[[ EXTRACTED DATA open ]]
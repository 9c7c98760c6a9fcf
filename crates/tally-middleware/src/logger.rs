//! Record construction and response observation.

use crate::{ByteCounter, CompletionArbiter, CountingBody, ObservedBody, RequestContext};
use axum::body::Body;
use axum::http::{header::CONTENT_LENGTH, HeaderMap, Response};
use axum::BoxError;
use hyper::body::{Body as HttpBody, Bytes};
use std::fmt;
use std::sync::Arc;
use tally_core::{
    classify, format_duration, size_field, AccessLogConfig, AnsiDecorator, Decorator, Level,
    LogRecord, LogSink, PlainDecorator, TracingSink,
};
use tracing::trace;

/// Status field of a failure line; no response exists to take one from.
const NO_STATUS: &str = "-";

/// Builds access log records and hands them to a sink.
///
/// Cheap to clone; every request's finalizer holds one.
#[derive(Clone)]
pub struct AccessLogger {
    config: Arc<AccessLogConfig>,
    sink: Arc<dyn LogSink>,
    decorator: Arc<dyn Decorator>,
}

impl AccessLogger {
    /// Creates a logger writing to `tracing`, colored if `config.colors` is
    /// set.
    pub fn new(config: AccessLogConfig) -> Self {
        let decorator: Arc<dyn Decorator> = if config.colors {
            Arc::new(AnsiDecorator)
        } else {
            Arc::new(PlainDecorator)
        };
        Self {
            config: Arc::new(config),
            sink: Arc::new(TracingSink),
            decorator,
        }
    }

    /// Replaces the sink.
    #[must_use]
    pub fn with_sink<T: LogSink + 'static>(mut self, sink: T) -> Self {
        self.sink = Arc::new(sink);
        self
    }

    /// Replaces the decorator.
    #[must_use]
    pub fn with_decorator<T: Decorator + 'static>(mut self, decorator: T) -> Self {
        self.decorator = Arc::new(decorator);
        self
    }

    /// Returns the configuration.
    pub fn config(&self) -> &AccessLogConfig {
        &self.config
    }

    /// Builds the record for a completed response:
    /// `{address} {status} {method} {path} {duration} {size}`.
    pub fn success_record(&self, ctx: &RequestContext, status: u16, len: Option<u64>) -> LogRecord {
        let classification = classify(ctx.method(), Some(status));
        let method = self
            .decorator
            .method(ctx.method().as_str(), classification.method);
        let status_token = match classification.status {
            Some(class) => self.decorator.status(&status.to_string(), class),
            None => status.to_string(),
        };

        let message = format!(
            "{} {} {} {} {} {}",
            ctx.address(),
            status_token,
            method,
            ctx.uri(),
            format_duration(ctx.elapsed()),
            size_field(status, len),
        );
        LogRecord::new(classification.level, self.config.category.as_str(), message)
    }

    /// Builds the record for a failed pipeline:
    /// `{address} {method} {path} {status} {duration} {detail}`.
    ///
    /// Detail is the error's `Display` in production and its `Debug`
    /// otherwise.
    pub fn failure_record<E>(&self, ctx: &RequestContext, err: &E) -> LogRecord
    where
        E: fmt::Display + fmt::Debug + ?Sized,
    {
        let detail = if self.config.mode.is_production() {
            err.to_string()
        } else {
            format!("{err:?}")
        };

        let message = format!(
            "{} {} {} {} {} {}",
            ctx.address(),
            ctx.method(),
            ctx.uri(),
            NO_STATUS,
            format_duration(ctx.elapsed()),
            detail,
        );
        LogRecord::new(Level::Error, self.config.category.as_str(), message)
    }

    /// Emits the record for a completed response.
    pub fn log_success(&self, ctx: &RequestContext, status: u16, len: Option<u64>) {
        self.sink.log(&self.success_record(ctx, status, len));
    }

    /// Emits the record for a failed pipeline.
    pub fn log_failure<E>(&self, ctx: &RequestContext, err: &E)
    where
        E: fmt::Display + fmt::Debug + ?Sized,
    {
        self.sink.log(&self.failure_record(ctx, err));
    }

    /// Arms completion logging on a response.
    ///
    /// Streaming bodies without a declared length get a byte counter. The
    /// record is emitted once, when the body finishes or is dropped.
    pub fn observe<B>(&self, ctx: RequestContext, response: Response<B>) -> Response<Body>
    where
        B: HttpBody<Data = Bytes> + Send + 'static,
        B::Error: Into<BoxError>,
    {
        let (parts, body) = response.into_parts();
        let status = parts.status.as_u16();
        let declared = declared_length(&parts.headers, &body);
        let counter = (declared.is_none() && is_stream(&body)).then(ByteCounter::new);

        let logger = self.clone();
        let measured = counter.clone();
        let arbiter = CompletionArbiter::arm(move |signal| {
            let len = measured.as_ref().map(ByteCounter::get).or(declared);
            trace!(%signal, ?len, "Response completed");
            logger.log_success(&ctx, status, len);
        });

        let body = match counter {
            Some(counter) => Body::new(ObservedBody::new(
                CountingBody::with_counter(body, counter),
                arbiter,
            )),
            None => Body::new(ObservedBody::new(body, arbiter)),
        };
        Response::from_parts(parts, body)
    }
}

impl fmt::Debug for AccessLogger {
    fn fmt(&self, f: &mut fmt::Formatter<'_>) -> fmt::Result {
        f.debug_struct("AccessLogger")
            .field("config", &self.config)
            .finish_non_exhaustive()
    }
}

/// Length known before transmission: the `Content-Length` header, else the
/// exact size of a fixed, non-empty body.
fn declared_length<B: HttpBody>(headers: &HeaderMap, body: &B) -> Option<u64> {
    headers
        .get(CONTENT_LENGTH)
        .and_then(|v| v.to_str().ok())
        .and_then(|v| v.trim().parse().ok())
        .or_else(|| {
            if body.is_end_stream() {
                None
            } else {
                body.size_hint().exact()
            }
        })
}

fn is_stream<B: HttpBody>(body: &B) -> bool {
    !body.is_end_stream() && body.size_hint().exact().is_none()
}
//! Error types shared by the Tally crates.

use thiserror::Error;

/// Unified error type for Tally.
///
/// The access logger itself never fails a request: pipeline errors are passed
/// through untouched and body errors travel on the body. These variants cover
/// what can go wrong around it, such as loading configuration or starting
/// the server.
#[derive(Error, Debug)]
pub enum TallyError {
    /// Configuration error
    #[error("Configuration error: {0}")]
    Configuration(String),

    /// I/O error (binding sockets, reading files)
    #[error("I/O error: {0}")]
    Io(#[from] std::io::Error),

    /// Server error
    #[error("Server error: {0}")]
    Server(String),

    /// Internal error
    #[error("Internal error: {0}")]
    Internal(String),

    /// Generic error wrapper
    #[error(transparent)]
    Other(#[from] anyhow::Error),
}

impl TallyError {
    /// Returns a machine-readable error code.
    #[must_use]
    pub const fn error_code(&self) -> &'static str {
        match self {
            Self::Configuration(_) => "CONFIGURATION_ERROR",
            Self::Io(_) => "IO_ERROR",
            Self::Server(_) => "SERVER_ERROR",
            Self::Internal(_) | Self::Other(_) => "INTERNAL_ERROR",
        }
    }

    /// Creates a configuration error.
    #[must_use]
    pub fn configuration<T: Into<String>>(message: T) -> Self {
        Self::Configuration(message.into())
    }

    /// Creates a server error.
    #[must_use]
    pub fn server<T: Into<String>>(message: T) -> Self {
        Self::Server(message.into())
    }

    /// Creates an internal error.
    #[must_use]
    pub fn internal<T: Into<String>>(message: T) -> Self {
        Self::Internal(message.into())
    }
}

impl From<serde_json::Error> for TallyError {
    fn from(err: serde_json::Error) -> Self {
        Self::Internal(format!("JSON serialization error: {}", err))
    }
}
[[ EXTRACTED DATA closed ]]
Print each line, starting with the one that contains "pub fn configuration<T: Into<String>>(message: T)" and ending with the last line of the data, exactly as it stands and with no other lines.

    pub fn configuration<T: Into<String>>(message: T) -> Self {
        Self::Configuration(message.into())
    }

    /// Creates a server error.
    #[must_use]
    pub fn server<T: Into<String>>(message: T) -> Self {
        Self::Server(message.into())
    }

    /// Creates an internal error.
    #[must_use]
    pub fn internal<T: Into<String>>(message: T) -> Self {
        Self::Internal(message.into())
    }
}

impl From<serde_json::Error> for TallyError {
    fn from(err: serde_json::Error) -> Self {
        Self::Internal(format!("JSON serialization error: {}", err))
    }
}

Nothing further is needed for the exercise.